I am new to managing QlikView and I am working on an environment that has some sporadic issues. I feel like I am hitting a wall in terms of new ideas to try, so I'm posting this in hopes that somebody might have a few suggestions.
First, a bit of info on our architecture. We run a clustered environment with the following roles, all running QV 11.20 SR 6 on Windows Server 2012:
Server 1: Publisher & QMC
Server 2: QVS, DSC: & Access Point
Server 3: QVS
File Server Cluster (2 servers): Presents SAN CIFS share, which is our document root. Path to root is defined as \\<ipaddress>\qvprd.
SAN: Hosts qvprd share as well as other non-QlikView shares.
Our systems appear to be over-sized for current performance needs, so I wouldn't think this is a resource issue. All have 512 GB RAM and 4x 6-core processors at 2.89GHz (24 cores total). I watch these systems closely and the QVS servers never break a sweat and almost always are below 60% memory allocation. The Publisher server is even lower, with heavy CPU utilization only during our busy reload times (3am-6am). We currently have a maximum of 12 reload engines running concurrently.
All systems run System Center Endpoint Protection and have exclusions for QlikView-related folders and files. And I have confirmed that backups are not running during the times that we experience problems.
Two or three times a week, we will encounter an error that affects QVS on Servers 2 & 3. Most of the time the errors we see start off on one of the two servers with the following:
- CQvXmlInterfaceRequestHandler - Catch: Threw an error...
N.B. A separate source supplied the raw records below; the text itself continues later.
//! Photo mission tracker.
//!
//! Each shutter press is judged against the open (uncaptured) targets. A hit
//! captures exactly one target; a miss costs one attempt. The mission ends
//! `Won` when every target is captured or `Failed` when the miss budget runs
//! out, and from then on refuses further shots.

use log::{debug, info};

use bathy_core::components::MissionTarget;
use bathy_core::config::{validate_targets, TargetSpec};
use bathy_core::enums::{CaptureResult, MissionOutcome};
use bathy_core::error::{CaptureError, ConfigError};
use bathy_core::events::SimEvent;
use bathy_core::types::DVec2;

const UNNAMED_TARGET: &str = "Unknown Location";

#[derive(Debug, Clone)]
pub struct MissionTracker {
    targets: Vec<MissionTarget>,
    fail_count: u32,
    max_fails: u32,
    outcome: MissionOutcome,
}

impl MissionTracker {
    /// Build a tracker from configured targets. Ids follow list order.
    pub fn load(specs: &[TargetSpec], max_fails: u32) -> Result<Self, ConfigError> {
        validate_targets(specs, max_fails)?;

        let targets = specs
            .iter()
            .enumerate()
            .map(|(i, spec)| MissionTarget {
                id: i as u32,
                name: spec
                    .name
                    .clone()
                    .unwrap_or_else(|| UNNAMED_TARGET.to_string()),
                coordinates: DVec2::new(spec.x, spec.z),
                radius: spec.radius,
                captured: false,
            })
            .collect();

        Ok(Self {
            targets,
            fail_count: 0,
            max_fails,
            outcome: MissionOutcome::InProgress,
        })
    }

    /// Judge one photo taken at `position`.
    ///
    /// Targets are tried in id order and the first open one in range wins.
    /// Captured targets are never re-matched, so a second photo of the same
    /// spot counts as a miss.
    pub fn attempt_capture(
        &mut self,
        position: DVec2,
        events: &mut Vec<SimEvent>,
    ) -> Result<CaptureResult, CaptureError> {
        if self.outcome.is_terminal() {
            return Err(CaptureError::AlreadyTerminal(self.outcome));
        }

        let hit = self
            .targets
            .iter_mut()
            .find(|t| !t.captured && position.distance(t.coordinates) <= t.radius);

        if let Some(target) = hit {
            target.captured = true;
            let id = target.id;
            info!("captured target {} ({})", id, target.name);
            events.push(SimEvent::TargetCaptured {
                target_id: id,
                coordinates: target.coordinates,
            });

            if self.targets.iter().all(|t| t.captured) {
                self.outcome = MissionOutcome::Won;
                info!("mission won");
                events.push(SimEvent::MissionWon);
            }
            return Ok(CaptureResult::Hit(id));
        }

        self.fail_count += 1;
        debug!(
            "photo missed at ({:.1}, {:.1}): {}/{}",
            position.x, position.y, self.fail_count, self.max_fails
        );
        events.push(SimEvent::PhotoMissed {
            fail_count: self.fail_count,
            max_fails: self.max_fails,
        });

        if self.fail_count >= self.max_fails {
            self.outcome = MissionOutcome::Failed;
            info!("mission failed after {} misses", self.fail_count);
            events.push(SimEvent::MissionFailed {
                fail_count: self.fail_count,
                max_fails: self.max_fails,
            });
        }

        Ok(CaptureResult::Miss)
    }

    /// Id and distance of the closest target not yet captured.
    pub fn nearest_open_target(&self, position: DVec2) -> Option<(u32, f64)> {
        self.targets
            .iter()
            .filter(|t| !t.captured)
            .map(|t| (t.id, position.distance(t.coordinates)))
            .min_by(|a, b| a.1.total_cmp(&b.1))
    }

    pub fn target(&self, id: u32) -> Option<&MissionTarget> {
        self.targets.get(id as usize)
    }

    pub fn targets(&self) -> &[MissionTarget] {
        &self.targets
    }

    pub fn captured_count(&self) -> usize {
        self.targets.iter().filter(|t| t.captured).count()
    }

    pub fn fail_count(&self) -> u32 {
        self.fail_count
    }

    pub fn max_fails(&self) -> u32 {
        self.max_fails
    }

    pub fn outcome(&self) -> MissionOutcome {
        self.outcome
    }
}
This is accompanied by the "No Server" message in Access Point, and our only recourse is to restart QVS on that system, which resolves the issue immediately. Then, within a few minutes, we usually see either the same error message on the other QVS server, or we see an inconsistency (usually type D, but sometimes type F):
- Restart: Server aborted trying to recover by restart. Reason for restart: Internal inconsistency, type F, detected.
- qvpx: Exception while handling request
This usually seems to happen between 8:00 and 10:00 AM. Most of our reloads finish up by 6:00 AM, so there's not a lot of action on these systems outside of the QVS services. At any given time, we usually have between 20 and 35 concurrent users spread across the two systems.
To make things more confusing, we get PGO errors every week or two. We'll have extension-less 0KB files named things like 'CalID' appear in the root folder and C:\ProgramData\QlikTech\QlikViewServer\. The error message in the logs usually have invalid characters in the path, like the message below. These are always accompanied by a QVS crash or restart:
- PGO: Failed to open C:\P\CalD鮵ꁑ. Error : C:\P\CalD鮵ꁑ contains an incorrect path.. Time: 0 ms
So far, the way we have dealt with those problems is to take a QlikView outage, clean up the PGO files, and restart services.That usually sets us straight for another week or two (max).
I will attach some logs from both server 1 and 2 from this morning, in which we had the exact issue described above. I'm hoping that somebody may have some insight into this problem or suggestions on what to look at. I'm running out of ideas, and I'm really struggling to correlate this to any one thing. There are some weeks where it'll happen 3 times, and some weeks where it happens maybe once. And other than these random crashes, our system runs like a champ. It just has this annoying hiccup.
Anybody have any ideas? I'm all ears.